§ Problem
Return each line of the entries that mentions the word "builder".

§ The data

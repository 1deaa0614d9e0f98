use std::{error::Error, net::SocketAddr};

use clap::Parser;
use conduit::{
    Connection, Connector, RequestChannel, StructuredMessage, TransportConfig, Value,
};

/// Send one structured message to a server, optionally waiting for a reply.
#[derive(Debug, Parser)]
#[command(version, about, long_about = None)]
struct Cli {
    /// Server address
    address: SocketAddr,
    /// Message fields as name=value pairs (integer values detected)
    fields: Vec<String>,
    /// Perform a request/response round trip instead of a one-way publish
    #[arg(long)]
    request: bool,
}

fn build_message(fields: &[String]) -> Result<StructuredMessage, String> {
    let mut builder = StructuredMessage::builder();
    for entry in fields {
        let (name, raw) = entry
            .split_once('=')
            .ok_or_else(|| format!("field '{entry}' is not name=value"))?;
        let value = match raw.parse::<i64>() {
            Ok(i) => Value::I64(i),
            Err(_) => Value::Str(raw.to_string()),
        };
        builder = builder.push_named(name, value);
    }
    Ok(builder.build())
}

fn main() -> Result<(), Box<dyn Error>> {
    env_logger::init();

    let cli = Cli::parse();
    let message = build_message(&cli.fields)?;

    let config = TransportConfig::default();
    let connector = Connector::new(&config)
        .address(cli.address.ip())
        .port(cli.address.port());

    if cli.request {
        let channel = RequestChannel::new(connector, config);
        channel.send_request(message, |reply| println!("{reply:?}"))?;
        channel.stop();
    } else {
        let connection = Connection::new(connector, config);
        connection.send(message)?;
        connection.stop();
    }
    Ok(())
}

§ Response below
    let mut builder = StructuredMessage::builder();
        builder = builder.push_named(name, value);
    Ok(builder.build())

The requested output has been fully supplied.